--- DATA LISTING Enclosed Below ---
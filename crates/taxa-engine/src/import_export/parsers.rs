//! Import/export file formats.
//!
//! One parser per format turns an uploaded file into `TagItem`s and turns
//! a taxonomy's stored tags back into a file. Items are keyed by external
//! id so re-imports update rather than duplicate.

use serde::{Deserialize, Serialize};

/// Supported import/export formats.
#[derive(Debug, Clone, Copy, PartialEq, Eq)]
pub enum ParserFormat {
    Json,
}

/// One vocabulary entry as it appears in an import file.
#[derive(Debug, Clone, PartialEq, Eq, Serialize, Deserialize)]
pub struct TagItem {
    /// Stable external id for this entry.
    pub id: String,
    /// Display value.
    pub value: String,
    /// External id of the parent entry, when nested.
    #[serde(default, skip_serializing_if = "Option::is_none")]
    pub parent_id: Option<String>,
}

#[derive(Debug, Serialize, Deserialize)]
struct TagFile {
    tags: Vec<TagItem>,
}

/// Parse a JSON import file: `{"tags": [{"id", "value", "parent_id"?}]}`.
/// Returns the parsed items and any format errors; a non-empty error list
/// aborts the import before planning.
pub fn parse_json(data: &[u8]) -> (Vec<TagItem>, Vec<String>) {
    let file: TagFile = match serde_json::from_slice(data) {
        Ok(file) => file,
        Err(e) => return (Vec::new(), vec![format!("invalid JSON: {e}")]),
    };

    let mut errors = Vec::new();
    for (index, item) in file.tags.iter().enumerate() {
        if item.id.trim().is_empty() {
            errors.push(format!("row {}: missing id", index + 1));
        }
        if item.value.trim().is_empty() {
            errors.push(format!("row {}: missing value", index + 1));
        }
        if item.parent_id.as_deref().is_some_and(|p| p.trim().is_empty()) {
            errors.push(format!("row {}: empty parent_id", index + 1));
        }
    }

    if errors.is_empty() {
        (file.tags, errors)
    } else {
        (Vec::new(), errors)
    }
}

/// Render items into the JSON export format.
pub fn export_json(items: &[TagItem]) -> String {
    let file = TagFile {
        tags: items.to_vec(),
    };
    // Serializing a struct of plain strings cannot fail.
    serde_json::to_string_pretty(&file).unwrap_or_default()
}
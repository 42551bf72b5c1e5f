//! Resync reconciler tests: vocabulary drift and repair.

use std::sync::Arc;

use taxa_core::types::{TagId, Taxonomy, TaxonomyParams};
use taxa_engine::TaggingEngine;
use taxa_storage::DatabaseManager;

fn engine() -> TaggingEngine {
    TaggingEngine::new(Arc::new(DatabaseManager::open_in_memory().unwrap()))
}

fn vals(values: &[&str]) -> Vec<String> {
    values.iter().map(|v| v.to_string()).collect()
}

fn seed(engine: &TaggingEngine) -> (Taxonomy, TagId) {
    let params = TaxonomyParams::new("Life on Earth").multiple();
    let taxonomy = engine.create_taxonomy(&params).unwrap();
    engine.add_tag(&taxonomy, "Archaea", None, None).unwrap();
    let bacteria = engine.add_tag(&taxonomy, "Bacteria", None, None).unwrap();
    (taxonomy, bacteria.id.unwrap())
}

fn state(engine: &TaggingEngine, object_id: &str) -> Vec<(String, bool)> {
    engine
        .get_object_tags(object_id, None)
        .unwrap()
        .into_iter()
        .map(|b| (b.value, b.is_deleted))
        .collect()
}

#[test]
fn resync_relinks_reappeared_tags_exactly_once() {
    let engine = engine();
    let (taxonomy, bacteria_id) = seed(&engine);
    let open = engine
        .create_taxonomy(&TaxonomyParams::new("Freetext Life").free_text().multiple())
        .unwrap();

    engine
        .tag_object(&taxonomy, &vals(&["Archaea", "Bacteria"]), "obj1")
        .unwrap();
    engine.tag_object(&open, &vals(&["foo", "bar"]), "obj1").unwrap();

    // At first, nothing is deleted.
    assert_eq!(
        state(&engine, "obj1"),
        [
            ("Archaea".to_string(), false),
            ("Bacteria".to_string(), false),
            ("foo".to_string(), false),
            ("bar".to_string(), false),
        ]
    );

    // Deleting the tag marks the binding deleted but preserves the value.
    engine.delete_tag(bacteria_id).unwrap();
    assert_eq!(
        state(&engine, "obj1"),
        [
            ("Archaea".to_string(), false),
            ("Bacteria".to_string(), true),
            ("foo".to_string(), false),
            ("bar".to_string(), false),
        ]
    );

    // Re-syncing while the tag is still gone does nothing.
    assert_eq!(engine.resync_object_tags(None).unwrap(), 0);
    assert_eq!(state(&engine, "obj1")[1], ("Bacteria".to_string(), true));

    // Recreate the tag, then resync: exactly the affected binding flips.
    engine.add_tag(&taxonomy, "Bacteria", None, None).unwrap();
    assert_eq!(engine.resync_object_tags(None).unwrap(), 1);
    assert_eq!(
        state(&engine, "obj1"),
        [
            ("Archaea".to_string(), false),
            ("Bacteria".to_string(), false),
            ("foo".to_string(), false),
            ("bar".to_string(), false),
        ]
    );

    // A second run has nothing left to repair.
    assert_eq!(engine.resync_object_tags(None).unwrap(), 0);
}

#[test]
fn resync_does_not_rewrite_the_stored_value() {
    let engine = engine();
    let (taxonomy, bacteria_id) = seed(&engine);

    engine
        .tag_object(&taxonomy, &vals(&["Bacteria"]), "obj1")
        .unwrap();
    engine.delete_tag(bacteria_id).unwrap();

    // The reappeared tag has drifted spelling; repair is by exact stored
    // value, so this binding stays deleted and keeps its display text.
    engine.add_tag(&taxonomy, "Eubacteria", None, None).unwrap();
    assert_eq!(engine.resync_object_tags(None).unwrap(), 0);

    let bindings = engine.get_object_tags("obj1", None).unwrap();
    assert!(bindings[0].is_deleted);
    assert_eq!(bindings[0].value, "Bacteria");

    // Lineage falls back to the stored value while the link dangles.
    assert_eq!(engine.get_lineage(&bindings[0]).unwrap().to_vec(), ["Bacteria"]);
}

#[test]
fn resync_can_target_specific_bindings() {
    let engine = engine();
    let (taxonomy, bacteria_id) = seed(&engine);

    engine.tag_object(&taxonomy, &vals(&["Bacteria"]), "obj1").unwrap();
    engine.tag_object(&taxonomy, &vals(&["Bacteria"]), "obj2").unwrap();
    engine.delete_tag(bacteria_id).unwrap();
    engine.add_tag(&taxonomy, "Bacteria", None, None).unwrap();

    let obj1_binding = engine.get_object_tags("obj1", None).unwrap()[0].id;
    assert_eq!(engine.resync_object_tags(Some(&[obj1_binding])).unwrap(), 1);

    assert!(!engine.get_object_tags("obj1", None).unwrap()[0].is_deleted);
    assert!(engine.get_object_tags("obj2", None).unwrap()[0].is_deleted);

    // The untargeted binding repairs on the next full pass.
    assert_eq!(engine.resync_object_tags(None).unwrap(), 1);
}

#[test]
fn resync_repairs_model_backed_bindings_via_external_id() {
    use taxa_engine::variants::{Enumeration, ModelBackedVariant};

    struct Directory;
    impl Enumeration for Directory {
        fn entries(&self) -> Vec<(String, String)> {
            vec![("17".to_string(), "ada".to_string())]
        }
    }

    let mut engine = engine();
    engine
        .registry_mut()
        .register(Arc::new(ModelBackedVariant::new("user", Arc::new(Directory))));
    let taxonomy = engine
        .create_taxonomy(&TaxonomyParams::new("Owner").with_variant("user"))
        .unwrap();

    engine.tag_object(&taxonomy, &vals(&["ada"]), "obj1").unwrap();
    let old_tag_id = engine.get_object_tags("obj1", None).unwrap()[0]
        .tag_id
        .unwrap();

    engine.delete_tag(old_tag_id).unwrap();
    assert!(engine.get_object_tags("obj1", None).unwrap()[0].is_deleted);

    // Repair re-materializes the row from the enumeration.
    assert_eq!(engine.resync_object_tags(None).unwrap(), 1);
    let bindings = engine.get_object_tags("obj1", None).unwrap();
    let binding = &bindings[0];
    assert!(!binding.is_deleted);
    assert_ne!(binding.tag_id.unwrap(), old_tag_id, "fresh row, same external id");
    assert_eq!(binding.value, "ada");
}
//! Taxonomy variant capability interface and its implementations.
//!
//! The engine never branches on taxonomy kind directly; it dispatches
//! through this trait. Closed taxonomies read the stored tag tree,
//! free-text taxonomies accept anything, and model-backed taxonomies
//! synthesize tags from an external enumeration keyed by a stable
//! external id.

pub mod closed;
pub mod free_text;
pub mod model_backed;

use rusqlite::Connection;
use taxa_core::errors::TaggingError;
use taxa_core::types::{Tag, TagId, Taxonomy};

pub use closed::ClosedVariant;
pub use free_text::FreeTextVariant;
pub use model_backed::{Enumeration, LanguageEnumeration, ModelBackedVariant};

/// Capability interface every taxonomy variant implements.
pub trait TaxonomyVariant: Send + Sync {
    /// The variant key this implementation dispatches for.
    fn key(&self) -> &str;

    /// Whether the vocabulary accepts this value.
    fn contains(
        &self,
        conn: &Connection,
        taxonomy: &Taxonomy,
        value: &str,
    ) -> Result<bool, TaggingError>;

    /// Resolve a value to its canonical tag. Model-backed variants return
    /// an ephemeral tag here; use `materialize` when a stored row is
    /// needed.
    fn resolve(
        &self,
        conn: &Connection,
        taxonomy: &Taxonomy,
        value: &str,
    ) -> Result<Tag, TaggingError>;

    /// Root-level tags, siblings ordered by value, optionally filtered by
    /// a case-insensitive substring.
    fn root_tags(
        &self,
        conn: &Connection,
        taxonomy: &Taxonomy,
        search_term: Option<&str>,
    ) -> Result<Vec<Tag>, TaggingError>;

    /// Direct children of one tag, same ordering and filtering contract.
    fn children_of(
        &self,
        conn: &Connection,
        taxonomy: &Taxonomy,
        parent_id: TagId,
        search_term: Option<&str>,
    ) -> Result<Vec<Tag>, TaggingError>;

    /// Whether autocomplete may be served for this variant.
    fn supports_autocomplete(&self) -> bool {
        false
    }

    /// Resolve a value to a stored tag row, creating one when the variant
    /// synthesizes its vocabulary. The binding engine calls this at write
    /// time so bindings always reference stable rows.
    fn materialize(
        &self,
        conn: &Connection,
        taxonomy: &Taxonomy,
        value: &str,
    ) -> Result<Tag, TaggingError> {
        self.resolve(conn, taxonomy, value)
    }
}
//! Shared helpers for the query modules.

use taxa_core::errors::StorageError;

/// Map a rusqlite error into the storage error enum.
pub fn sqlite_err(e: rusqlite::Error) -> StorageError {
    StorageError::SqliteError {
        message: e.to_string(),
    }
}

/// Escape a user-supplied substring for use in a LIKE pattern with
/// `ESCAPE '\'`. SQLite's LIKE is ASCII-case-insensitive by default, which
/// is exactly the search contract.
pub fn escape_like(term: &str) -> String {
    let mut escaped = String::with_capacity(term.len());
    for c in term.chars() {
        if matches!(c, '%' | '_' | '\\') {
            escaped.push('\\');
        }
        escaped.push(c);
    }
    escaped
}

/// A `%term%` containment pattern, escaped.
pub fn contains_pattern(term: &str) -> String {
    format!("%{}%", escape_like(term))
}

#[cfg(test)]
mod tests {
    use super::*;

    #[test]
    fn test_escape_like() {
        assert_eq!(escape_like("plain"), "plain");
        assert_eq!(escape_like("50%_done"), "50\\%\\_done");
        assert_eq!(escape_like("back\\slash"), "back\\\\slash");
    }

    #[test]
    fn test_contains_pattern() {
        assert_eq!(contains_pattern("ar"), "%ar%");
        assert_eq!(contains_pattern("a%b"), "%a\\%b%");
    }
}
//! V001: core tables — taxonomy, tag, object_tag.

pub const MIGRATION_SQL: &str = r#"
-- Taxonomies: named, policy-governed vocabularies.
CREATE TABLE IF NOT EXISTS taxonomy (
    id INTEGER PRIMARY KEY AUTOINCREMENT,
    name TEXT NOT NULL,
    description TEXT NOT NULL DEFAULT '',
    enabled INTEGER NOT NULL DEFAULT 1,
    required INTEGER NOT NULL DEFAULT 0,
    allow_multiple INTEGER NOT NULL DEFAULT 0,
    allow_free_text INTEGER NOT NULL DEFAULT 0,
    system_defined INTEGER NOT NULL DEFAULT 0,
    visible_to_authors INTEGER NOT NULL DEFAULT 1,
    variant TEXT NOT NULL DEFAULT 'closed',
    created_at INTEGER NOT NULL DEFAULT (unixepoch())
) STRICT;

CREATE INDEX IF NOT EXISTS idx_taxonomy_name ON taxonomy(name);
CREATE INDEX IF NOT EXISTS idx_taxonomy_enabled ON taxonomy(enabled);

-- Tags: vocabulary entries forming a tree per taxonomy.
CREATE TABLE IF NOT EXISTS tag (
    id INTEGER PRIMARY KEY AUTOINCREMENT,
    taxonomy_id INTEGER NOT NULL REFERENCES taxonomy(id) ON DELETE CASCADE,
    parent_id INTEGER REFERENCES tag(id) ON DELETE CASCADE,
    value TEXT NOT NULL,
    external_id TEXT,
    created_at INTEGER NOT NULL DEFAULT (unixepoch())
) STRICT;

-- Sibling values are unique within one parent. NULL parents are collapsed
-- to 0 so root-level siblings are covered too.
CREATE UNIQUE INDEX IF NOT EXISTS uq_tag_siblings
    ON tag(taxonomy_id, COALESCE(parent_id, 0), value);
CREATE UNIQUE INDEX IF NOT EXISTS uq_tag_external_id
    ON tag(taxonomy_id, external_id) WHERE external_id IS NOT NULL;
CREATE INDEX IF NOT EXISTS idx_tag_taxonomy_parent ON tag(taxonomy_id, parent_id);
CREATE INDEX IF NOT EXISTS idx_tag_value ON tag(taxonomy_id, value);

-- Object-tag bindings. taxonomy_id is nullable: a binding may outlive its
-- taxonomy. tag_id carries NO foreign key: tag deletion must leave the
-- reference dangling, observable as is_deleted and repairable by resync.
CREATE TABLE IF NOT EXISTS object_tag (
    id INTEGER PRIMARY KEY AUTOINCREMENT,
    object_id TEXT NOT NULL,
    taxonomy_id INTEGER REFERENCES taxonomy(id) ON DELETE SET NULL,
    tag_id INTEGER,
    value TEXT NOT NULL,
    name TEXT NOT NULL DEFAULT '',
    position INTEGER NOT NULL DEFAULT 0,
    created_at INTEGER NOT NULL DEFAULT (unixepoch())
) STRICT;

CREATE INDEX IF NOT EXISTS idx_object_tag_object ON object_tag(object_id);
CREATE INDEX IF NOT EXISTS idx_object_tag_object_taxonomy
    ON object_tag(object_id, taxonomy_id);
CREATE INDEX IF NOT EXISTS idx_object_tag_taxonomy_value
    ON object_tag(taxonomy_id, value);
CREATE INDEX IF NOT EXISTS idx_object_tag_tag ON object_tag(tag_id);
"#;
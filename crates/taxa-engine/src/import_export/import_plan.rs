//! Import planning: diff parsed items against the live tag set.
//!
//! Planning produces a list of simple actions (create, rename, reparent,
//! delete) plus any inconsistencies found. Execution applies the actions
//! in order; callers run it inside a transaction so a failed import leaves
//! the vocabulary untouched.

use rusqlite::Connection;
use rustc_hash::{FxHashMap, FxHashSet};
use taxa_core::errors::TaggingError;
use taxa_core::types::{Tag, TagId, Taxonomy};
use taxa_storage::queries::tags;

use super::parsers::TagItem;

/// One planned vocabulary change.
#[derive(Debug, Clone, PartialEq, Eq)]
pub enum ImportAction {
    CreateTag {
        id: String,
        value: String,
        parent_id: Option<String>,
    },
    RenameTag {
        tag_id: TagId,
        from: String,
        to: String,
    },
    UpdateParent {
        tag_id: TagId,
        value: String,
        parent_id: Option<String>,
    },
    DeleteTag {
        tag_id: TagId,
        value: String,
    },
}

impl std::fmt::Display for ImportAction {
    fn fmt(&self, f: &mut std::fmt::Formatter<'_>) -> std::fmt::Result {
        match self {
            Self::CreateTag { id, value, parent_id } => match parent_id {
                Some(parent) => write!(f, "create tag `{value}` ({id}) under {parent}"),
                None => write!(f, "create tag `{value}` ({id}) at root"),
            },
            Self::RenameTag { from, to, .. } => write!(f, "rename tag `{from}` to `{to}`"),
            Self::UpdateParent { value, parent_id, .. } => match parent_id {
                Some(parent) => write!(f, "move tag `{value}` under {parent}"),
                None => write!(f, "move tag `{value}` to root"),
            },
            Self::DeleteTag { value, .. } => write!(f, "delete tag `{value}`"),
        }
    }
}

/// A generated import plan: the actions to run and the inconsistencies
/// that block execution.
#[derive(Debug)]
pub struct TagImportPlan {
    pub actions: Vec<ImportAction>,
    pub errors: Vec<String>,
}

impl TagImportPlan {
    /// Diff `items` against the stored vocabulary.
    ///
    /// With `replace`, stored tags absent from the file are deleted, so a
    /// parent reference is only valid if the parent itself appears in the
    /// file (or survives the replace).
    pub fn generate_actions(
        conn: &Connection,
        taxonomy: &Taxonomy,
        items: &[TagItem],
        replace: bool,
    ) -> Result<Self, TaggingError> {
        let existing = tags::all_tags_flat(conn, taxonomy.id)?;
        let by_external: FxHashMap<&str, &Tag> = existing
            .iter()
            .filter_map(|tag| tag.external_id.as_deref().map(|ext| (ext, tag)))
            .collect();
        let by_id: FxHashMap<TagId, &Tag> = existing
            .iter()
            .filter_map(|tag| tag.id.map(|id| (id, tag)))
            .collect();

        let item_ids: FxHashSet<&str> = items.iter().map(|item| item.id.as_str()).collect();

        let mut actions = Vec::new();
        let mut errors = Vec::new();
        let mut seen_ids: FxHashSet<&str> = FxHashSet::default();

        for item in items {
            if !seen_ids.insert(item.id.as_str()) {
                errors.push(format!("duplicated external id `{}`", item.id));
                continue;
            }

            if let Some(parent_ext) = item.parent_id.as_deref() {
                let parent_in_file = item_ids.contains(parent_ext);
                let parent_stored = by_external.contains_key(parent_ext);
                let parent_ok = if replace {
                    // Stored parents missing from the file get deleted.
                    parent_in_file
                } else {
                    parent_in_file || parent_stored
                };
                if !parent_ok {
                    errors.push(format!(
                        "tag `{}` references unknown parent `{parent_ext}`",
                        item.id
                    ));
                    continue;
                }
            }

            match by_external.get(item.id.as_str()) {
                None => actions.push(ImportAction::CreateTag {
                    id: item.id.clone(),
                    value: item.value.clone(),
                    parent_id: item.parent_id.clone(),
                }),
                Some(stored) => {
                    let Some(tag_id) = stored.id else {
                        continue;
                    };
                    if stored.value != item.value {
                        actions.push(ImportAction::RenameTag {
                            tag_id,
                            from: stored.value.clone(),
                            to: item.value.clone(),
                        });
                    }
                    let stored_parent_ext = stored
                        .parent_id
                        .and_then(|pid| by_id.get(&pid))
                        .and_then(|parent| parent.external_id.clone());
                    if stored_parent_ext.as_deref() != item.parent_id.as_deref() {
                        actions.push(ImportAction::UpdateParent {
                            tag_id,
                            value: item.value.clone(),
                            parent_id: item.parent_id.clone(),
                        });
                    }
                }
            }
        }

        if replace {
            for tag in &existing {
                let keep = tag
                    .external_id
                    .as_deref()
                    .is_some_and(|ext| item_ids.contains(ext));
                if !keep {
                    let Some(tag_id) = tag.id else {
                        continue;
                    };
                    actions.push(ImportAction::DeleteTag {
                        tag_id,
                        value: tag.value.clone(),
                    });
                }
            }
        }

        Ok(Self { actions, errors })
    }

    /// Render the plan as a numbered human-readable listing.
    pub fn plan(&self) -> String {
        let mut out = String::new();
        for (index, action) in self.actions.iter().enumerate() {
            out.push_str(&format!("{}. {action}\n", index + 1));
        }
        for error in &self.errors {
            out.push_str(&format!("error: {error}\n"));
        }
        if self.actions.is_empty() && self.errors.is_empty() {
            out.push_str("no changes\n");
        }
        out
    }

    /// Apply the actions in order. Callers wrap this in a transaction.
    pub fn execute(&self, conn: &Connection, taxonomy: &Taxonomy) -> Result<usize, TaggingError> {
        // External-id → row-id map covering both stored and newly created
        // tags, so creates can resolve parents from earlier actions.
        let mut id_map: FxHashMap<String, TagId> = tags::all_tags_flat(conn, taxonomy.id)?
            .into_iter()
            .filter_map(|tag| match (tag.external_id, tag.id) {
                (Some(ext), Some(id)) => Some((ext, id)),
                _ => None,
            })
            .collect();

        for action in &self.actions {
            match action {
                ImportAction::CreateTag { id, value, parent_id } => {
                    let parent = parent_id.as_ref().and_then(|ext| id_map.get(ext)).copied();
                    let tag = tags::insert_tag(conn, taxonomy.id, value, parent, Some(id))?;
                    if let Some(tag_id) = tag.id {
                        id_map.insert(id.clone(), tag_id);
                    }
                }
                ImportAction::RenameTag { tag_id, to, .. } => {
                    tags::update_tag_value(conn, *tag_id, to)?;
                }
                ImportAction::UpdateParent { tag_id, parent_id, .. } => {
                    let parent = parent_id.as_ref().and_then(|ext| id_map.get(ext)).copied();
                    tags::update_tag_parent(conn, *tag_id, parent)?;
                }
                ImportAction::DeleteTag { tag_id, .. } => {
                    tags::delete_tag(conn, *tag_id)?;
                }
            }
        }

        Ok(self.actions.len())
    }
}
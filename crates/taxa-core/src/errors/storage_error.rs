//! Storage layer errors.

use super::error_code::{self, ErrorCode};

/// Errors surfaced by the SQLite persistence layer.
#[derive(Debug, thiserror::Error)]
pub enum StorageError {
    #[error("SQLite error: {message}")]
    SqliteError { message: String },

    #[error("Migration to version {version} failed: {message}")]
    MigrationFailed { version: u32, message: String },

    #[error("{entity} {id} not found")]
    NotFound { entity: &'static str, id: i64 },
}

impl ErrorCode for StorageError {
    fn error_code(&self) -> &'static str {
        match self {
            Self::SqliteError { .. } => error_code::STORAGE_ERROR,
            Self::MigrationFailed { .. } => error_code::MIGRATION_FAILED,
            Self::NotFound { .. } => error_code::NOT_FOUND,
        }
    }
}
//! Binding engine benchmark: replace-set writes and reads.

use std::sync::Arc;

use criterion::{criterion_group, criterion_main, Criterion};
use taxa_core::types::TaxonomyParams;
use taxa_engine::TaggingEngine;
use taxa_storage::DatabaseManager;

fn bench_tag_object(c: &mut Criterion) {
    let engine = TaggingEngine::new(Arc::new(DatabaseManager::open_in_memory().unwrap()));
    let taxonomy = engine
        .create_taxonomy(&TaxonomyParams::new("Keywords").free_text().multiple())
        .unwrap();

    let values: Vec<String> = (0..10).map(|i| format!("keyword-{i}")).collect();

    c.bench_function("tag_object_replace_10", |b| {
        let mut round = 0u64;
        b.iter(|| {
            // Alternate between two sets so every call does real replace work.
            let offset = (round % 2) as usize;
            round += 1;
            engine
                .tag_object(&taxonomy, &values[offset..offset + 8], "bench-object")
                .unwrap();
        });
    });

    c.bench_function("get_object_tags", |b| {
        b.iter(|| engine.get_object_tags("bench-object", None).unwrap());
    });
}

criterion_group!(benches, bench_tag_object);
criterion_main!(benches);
--- End of Enclosed DATA LISTING ---
Copy each line of the records containing the string "super".

- _OUTPUT OF THE EXERCISE_:
    use super::*;
use super::parsers::TagItem;
use super::error_code::{self, ErrorCode};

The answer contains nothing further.